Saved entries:
# # # # # # #

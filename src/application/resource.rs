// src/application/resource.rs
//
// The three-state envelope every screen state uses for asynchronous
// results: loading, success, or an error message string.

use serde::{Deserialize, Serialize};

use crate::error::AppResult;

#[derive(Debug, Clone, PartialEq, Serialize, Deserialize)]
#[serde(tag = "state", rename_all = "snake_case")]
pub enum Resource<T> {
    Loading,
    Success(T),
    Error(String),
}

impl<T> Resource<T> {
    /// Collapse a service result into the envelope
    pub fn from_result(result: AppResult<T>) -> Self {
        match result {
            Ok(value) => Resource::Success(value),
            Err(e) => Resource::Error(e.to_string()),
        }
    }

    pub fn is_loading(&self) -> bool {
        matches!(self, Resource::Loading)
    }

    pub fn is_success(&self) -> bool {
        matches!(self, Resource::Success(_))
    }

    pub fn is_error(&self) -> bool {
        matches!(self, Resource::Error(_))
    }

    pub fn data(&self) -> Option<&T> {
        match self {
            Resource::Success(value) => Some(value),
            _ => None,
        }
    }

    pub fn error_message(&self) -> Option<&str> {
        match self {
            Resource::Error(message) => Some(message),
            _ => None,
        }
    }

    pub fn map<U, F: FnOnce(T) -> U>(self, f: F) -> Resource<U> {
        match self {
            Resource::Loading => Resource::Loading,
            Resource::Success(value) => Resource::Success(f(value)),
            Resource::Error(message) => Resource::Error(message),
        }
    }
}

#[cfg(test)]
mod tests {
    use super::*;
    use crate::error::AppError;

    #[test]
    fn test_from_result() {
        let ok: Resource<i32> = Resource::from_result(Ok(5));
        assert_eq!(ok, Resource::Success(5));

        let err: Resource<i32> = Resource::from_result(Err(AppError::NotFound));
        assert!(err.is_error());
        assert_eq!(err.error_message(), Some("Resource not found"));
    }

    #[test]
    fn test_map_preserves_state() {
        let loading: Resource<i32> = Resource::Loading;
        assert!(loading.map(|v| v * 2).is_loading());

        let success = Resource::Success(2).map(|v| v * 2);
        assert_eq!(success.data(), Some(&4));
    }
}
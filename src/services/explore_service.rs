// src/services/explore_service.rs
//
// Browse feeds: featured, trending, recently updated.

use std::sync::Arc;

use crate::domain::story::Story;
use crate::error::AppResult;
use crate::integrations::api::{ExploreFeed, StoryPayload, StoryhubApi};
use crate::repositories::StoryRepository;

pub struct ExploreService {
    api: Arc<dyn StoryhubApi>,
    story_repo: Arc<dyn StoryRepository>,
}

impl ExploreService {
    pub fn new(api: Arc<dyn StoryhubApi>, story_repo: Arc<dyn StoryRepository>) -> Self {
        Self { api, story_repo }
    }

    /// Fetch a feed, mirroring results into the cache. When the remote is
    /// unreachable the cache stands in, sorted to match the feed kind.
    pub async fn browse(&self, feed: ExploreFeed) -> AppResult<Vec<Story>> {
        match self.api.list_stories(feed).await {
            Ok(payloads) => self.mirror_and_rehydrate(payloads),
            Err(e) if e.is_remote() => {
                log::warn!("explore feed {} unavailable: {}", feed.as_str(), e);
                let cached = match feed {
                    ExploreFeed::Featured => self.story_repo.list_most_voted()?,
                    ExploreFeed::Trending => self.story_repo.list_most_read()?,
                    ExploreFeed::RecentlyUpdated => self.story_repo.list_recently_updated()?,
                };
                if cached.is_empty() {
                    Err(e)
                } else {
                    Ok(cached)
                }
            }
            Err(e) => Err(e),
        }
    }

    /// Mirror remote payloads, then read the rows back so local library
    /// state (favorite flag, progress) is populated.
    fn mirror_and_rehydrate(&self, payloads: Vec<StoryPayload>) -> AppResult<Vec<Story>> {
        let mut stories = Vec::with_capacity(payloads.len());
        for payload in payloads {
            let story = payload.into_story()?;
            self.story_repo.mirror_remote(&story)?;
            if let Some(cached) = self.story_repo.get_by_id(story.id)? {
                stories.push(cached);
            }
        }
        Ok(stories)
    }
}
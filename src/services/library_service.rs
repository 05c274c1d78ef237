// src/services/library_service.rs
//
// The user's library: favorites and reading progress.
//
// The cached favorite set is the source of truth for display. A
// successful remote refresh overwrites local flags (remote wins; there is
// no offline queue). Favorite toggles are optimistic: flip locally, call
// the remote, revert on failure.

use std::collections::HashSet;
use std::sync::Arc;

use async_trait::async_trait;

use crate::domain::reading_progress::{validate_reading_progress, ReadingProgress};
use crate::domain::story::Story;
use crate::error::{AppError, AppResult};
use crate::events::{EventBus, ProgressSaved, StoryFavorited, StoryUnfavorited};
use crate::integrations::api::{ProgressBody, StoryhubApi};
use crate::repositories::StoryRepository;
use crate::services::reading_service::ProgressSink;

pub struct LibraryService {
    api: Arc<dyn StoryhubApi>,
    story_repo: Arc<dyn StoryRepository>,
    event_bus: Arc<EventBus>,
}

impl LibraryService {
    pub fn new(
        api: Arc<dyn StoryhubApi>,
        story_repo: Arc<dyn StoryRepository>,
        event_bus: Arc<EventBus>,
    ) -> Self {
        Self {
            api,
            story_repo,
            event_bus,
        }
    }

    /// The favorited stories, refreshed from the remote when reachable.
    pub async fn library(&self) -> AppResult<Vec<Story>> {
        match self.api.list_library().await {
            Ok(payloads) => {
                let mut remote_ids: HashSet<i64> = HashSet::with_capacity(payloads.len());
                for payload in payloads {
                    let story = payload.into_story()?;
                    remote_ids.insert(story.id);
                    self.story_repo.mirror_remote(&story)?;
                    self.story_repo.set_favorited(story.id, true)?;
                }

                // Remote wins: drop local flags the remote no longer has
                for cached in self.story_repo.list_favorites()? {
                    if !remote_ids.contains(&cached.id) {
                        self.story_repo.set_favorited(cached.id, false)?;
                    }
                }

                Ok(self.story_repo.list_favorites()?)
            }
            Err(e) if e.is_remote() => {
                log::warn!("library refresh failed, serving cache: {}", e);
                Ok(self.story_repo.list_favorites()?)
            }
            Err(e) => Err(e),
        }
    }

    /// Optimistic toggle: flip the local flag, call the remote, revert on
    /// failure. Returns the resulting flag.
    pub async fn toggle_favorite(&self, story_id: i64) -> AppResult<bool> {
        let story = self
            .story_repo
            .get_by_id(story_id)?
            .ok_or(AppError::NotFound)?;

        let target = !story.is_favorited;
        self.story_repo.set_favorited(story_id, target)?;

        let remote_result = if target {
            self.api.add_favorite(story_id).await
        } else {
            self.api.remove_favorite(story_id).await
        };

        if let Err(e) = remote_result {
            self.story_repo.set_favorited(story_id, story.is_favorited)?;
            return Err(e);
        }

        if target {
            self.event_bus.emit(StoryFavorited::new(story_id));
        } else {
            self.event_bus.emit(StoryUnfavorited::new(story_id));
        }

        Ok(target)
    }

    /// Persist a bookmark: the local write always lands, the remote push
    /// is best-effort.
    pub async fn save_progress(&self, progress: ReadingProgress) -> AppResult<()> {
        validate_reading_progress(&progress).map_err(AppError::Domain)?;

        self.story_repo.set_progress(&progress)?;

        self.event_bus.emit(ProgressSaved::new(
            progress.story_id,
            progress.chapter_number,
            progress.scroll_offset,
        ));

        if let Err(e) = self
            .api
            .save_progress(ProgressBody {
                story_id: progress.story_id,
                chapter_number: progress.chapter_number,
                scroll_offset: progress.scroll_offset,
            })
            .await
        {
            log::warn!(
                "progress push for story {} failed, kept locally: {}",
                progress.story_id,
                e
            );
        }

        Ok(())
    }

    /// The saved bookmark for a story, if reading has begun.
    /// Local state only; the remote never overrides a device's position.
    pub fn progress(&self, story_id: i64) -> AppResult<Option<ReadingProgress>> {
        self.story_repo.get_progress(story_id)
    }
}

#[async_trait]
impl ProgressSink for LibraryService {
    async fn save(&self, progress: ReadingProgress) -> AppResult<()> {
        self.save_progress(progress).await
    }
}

# # # # # # #

- **Exercise requirements**: Report how many lines of the records above contain the word "locally", giving only the number.

- **Result for this task**: 2